In yet another example that people have been learning how to navigate the chaos for centuries ancient wisdom on well-being as a strategy can be found from the Ancient Greeks. In Aristotle’s Way: How Ancient Wisdom Can Change Your Life, author Edith Hall examines the contributions of Aristotle (384-322 BC) Greek philosopher and polymath. Hall describes the ancient philosopher’s belief that becoming conscious of our skills, talents, and aptitudes (dynamis), and then using our resource to make the most of them (energeia) is the foundation of living a good life. The ancient Greeks called the attainment of the good life eudaimonia, usually translated as well-being or prosperity.

As John Haig wrote in a review of Aristotle’s Way in The New York Times, “There is a pernicious, but widely held, belief that turning over a new leaf always involves turning our worlds upside down, that living a happy, well-adjusted life entails acts of monkish discipline or heroic strength. The genre of self-help lives and dies on this fanaticism: We should eat like cave men, scale distant mountains, ingest live charcoal, walk across scalding stones, lift oversize tires, do yoga in a hothouse, run a marathon, run another. In our culture, virtuous moderation and prudence rarely sell but, taking her cues from Aristotle, Hall offers a set of reasons to explain why they should.”

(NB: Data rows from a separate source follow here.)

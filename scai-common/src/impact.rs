//! Impact score model
//!
//! Impact scores arrive as a JSON object keyed by metric name. Each traffic metric is a
//! before/after comparison; `citizen_satisfaction` has its own shape with a per-group
//! breakdown. Partial sets stream in via `data` events and are merged per metric.

use serde::{Deserialize, Deserializer, Serialize};
use serde_json::Value;
use std::collections::BTreeMap;

/// Qualitative rating of a metric change
#[derive(Debug, Clone, Copy, PartialEq, Eq, Default, Serialize, Deserialize)]
#[serde(rename_all = "snake_case")]
pub enum Severity {
    HighlyPositive,
    Positive,
    #[default]
    Neutral,
    Negative,
    HighlyNegative,
    #[serde(other)]
    Unknown,
}

impl Severity {
    pub fn as_str(&self) -> &'static str {
        match self {
            Severity::HighlyPositive => "highly_positive",
            Severity::Positive => "positive",
            Severity::Neutral => "neutral",
            Severity::Negative => "negative",
            Severity::HighlyNegative => "highly_negative",
            Severity::Unknown => "unknown",
        }
    }

    /// Short marker for console tables
    pub fn marker(&self) -> &'static str {
        match self {
            Severity::HighlyPositive => "++",
            Severity::Positive => "+",
            Severity::Neutral | Severity::Unknown => "=",
            Severity::Negative => "-",
            Severity::HighlyNegative => "--",
        }
    }
}

/// Metrics the pipeline reports, in display order
#[derive(Debug, Clone, Copy, PartialEq, Eq, Hash)]
pub enum ImpactMetric {
    Congestion,
    TravelTime,
    Co2Emissions,
    EconomicLoss,
    SevereCongestionRoads,
}

impl ImpactMetric {
    pub const ALL: [ImpactMetric; 5] = [
        ImpactMetric::Congestion,
        ImpactMetric::TravelTime,
        ImpactMetric::Co2Emissions,
        ImpactMetric::EconomicLoss,
        ImpactMetric::SevereCongestionRoads,
    ];

    pub fn as_str(&self) -> &'static str {
        match self {
            ImpactMetric::Congestion => "congestion",
            ImpactMetric::TravelTime => "travel_time",
            ImpactMetric::Co2Emissions => "co2_emissions",
            ImpactMetric::EconomicLoss => "economic_loss",
            ImpactMetric::SevereCongestionRoads => "severe_congestion_roads",
        }
    }

    pub fn from_key(key: &str) -> Option<ImpactMetric> {
        ImpactMetric::ALL.iter().copied().find(|m| m.as_str() == key)
    }
}

/// Before/after comparison for one metric
#[derive(Debug, Clone, Default, PartialEq, Serialize, Deserialize)]
#[serde(default)]
pub struct MetricComparison {
    pub label: String,
    pub before: f64,
    pub after: f64,
    pub delta_pct: f64,
    #[serde(skip_serializing_if = "Option::is_none")]
    pub delta_abs: Option<f64>,
    pub unit: String,
    pub severity: Severity,
}

/// One demographic group's reaction, as summarised by impact analysis
///
/// Group fields are model-generated, so numbers may arrive as floats or strings and
/// text fields may be null.
#[derive(Debug, Clone, Default, PartialEq, Serialize, Deserialize)]
#[serde(default)]
pub struct GroupImpact {
    #[serde(deserialize_with = "null_as_default")]
    pub group: String,
    #[serde(deserialize_with = "lenient_score")]
    pub impact_score: f64,
    #[serde(deserialize_with = "null_as_default")]
    pub sentiment: String,
    #[serde(deserialize_with = "lenient_text")]
    pub key_concern: Option<String>,
    #[serde(deserialize_with = "lenient_number")]
    pub affected_population: Option<f64>,
}

/// Population-weighted citizen satisfaction score
#[derive(Debug, Clone, Default, PartialEq, Serialize, Deserialize)]
#[serde(default)]
pub struct SatisfactionBreakdown {
    pub score: f64,
    pub max_score: f64,
    pub severity: Severity,
    pub label: String,
    pub unit: String,
    pub by_group: Vec<GroupImpact>,
}

/// Full citizen-proxy output for one demographic group
#[derive(Debug, Clone, Default, PartialEq, Serialize, Deserialize)]
#[serde(default)]
pub struct CitizenProfile {
    #[serde(deserialize_with = "null_as_default")]
    pub group: String,
    #[serde(deserialize_with = "lenient_number")]
    pub size: Option<f64>,
    #[serde(deserialize_with = "lenient_text")]
    pub description: Option<String>,
    #[serde(deserialize_with = "lenient_text")]
    pub primary_concern: Option<String>,
    /// positive | negative | neutral | mixed
    #[serde(deserialize_with = "lenient_text")]
    pub impact_sentiment: Option<String>,
    /// -10..=10
    #[serde(deserialize_with = "lenient_score")]
    pub impact_score: f64,
    #[serde(deserialize_with = "lenient_text")]
    pub key_concern: Option<String>,
    #[serde(deserialize_with = "lenient_text")]
    pub behavioral_change: Option<String>,
    #[serde(deserialize_with = "lenient_number")]
    pub affected_population: Option<f64>,
}

fn null_as_default<'de, D, T>(deserializer: D) -> Result<T, D::Error>
where
    D: Deserializer<'de>,
    T: Default + Deserialize<'de>,
{
    Ok(Option::<T>::deserialize(deserializer)?.unwrap_or_default())
}

/// Any JSON number, or a string holding one; anything else is treated as absent
fn lenient_number<'de, D>(deserializer: D) -> Result<Option<f64>, D::Error>
where
    D: Deserializer<'de>,
{
    let raw = Option::<Value>::deserialize(deserializer)?;
    Ok(raw.and_then(|value| match value {
        Value::Number(n) => n.as_f64(),
        Value::String(text) => text.trim().replace(',', "").parse().ok(),
        _ => None,
    }))
}

fn lenient_score<'de, D>(deserializer: D) -> Result<f64, D::Error>
where
    D: Deserializer<'de>,
{
    Ok(lenient_number(deserializer)?.unwrap_or_default())
}

/// Strings pass through, numbers and booleans are stringified, anything else is absent
fn lenient_text<'de, D>(deserializer: D) -> Result<Option<String>, D::Error>
where
    D: Deserializer<'de>,
{
    let raw = Option::<Value>::deserialize(deserializer)?;
    Ok(raw.and_then(|value| match value {
        Value::String(text) => Some(text),
        Value::Number(n) => Some(n.to_string()),
        Value::Bool(b) => Some(b.to_string()),
        _ => None,
    }))
}

/// Impact scores keyed by metric name
#[derive(Debug, Clone, Default, PartialEq, Serialize, Deserialize)]
pub struct ImpactScoreSet {
    #[serde(default, skip_serializing_if = "Option::is_none")]
    pub citizen_satisfaction: Option<SatisfactionBreakdown>,
    #[serde(flatten)]
    pub metrics: BTreeMap<String, MetricComparison>,
}

impl ImpactScoreSet {
    pub fn is_empty(&self) -> bool {
        self.metrics.is_empty() && self.citizen_satisfaction.is_none()
    }

    pub fn get(&self, metric: ImpactMetric) -> Option<&MetricComparison> {
        self.metrics.get(metric.as_str())
    }

    /// Merge a partial set: metrics present in `other` replace ours, the rest are kept
    pub fn merge(&mut self, other: ImpactScoreSet) {
        self.metrics.extend(other.metrics);
        if other.citizen_satisfaction.is_some() {
            self.citizen_satisfaction = other.citizen_satisfaction;
        }
    }

    /// Metrics in display order: known metrics first, then anything else by name
    pub fn ordered(&self) -> Vec<(&str, &MetricComparison)> {
        let mut known: Vec<(&str, &MetricComparison)> = ImpactMetric::ALL
            .iter()
            .filter_map(|m| self.metrics.get_key_value(m.as_str()))
            .map(|(k, v)| (k.as_str(), v))
            .collect();
        known.extend(
            self.metrics
                .iter()
                .filter(|(k, _)| ImpactMetric::from_key(k).is_none())
                .map(|(k, v)| (k.as_str(), v)),
        );
        known
    }
}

In our social media world one could easily misinterpret skydiving, swimming with sharks, or mountain climbing as paths to well-being. Aristotle would disagree. To borrow Haig’s observation fueled by the Greek philosopher ‘virtuous moderation and prudence rarely sell, but they should.’ And you would do yourself a great service by considering this ancient wisdom. Do you really need to skydive to heighten your well-being? Why must your well-being be linked to extreme measures? If you want to do something that scares you would you not be better served by having a conversation with that neighbor you always avoid? Certainly not social media worthy but perhaps a conversation would challenge your well-being just as much as jumping out of an airplane.

Hall’s new book clears a rare middle way for her reader to pursue happiness, This prosperity has nothing to do with the modern obsession with material success but rather “finding a purpose in order to realize your potential and working on your behavior to become the best version of yourself.”

Author Ted Chiang is working on becoming the best version of himself. Chiang takes his time writing and has only published 15 short stories since 1990. Fellow author Grady Hendrix said of Chiang "Right now as a writer, what you're told is: the best way to be successful is to be insanely prolific because the more your name is out there, the more every book is an ad for yourself. And then you have someone like Ted who just sits and thinks very carefully about what he's doing, and then he does it. There is something that's very counter-cultural about him that I think is important."

John F. Kennedy summed up Aristotelian happiness in a single sentence: "The full use of your powers along lines of excellence in a life affording scope." Life affording scope.

What can you afford to do right now; at this very moment to increase your well-being? My guess is it has nothing to do with skydiving.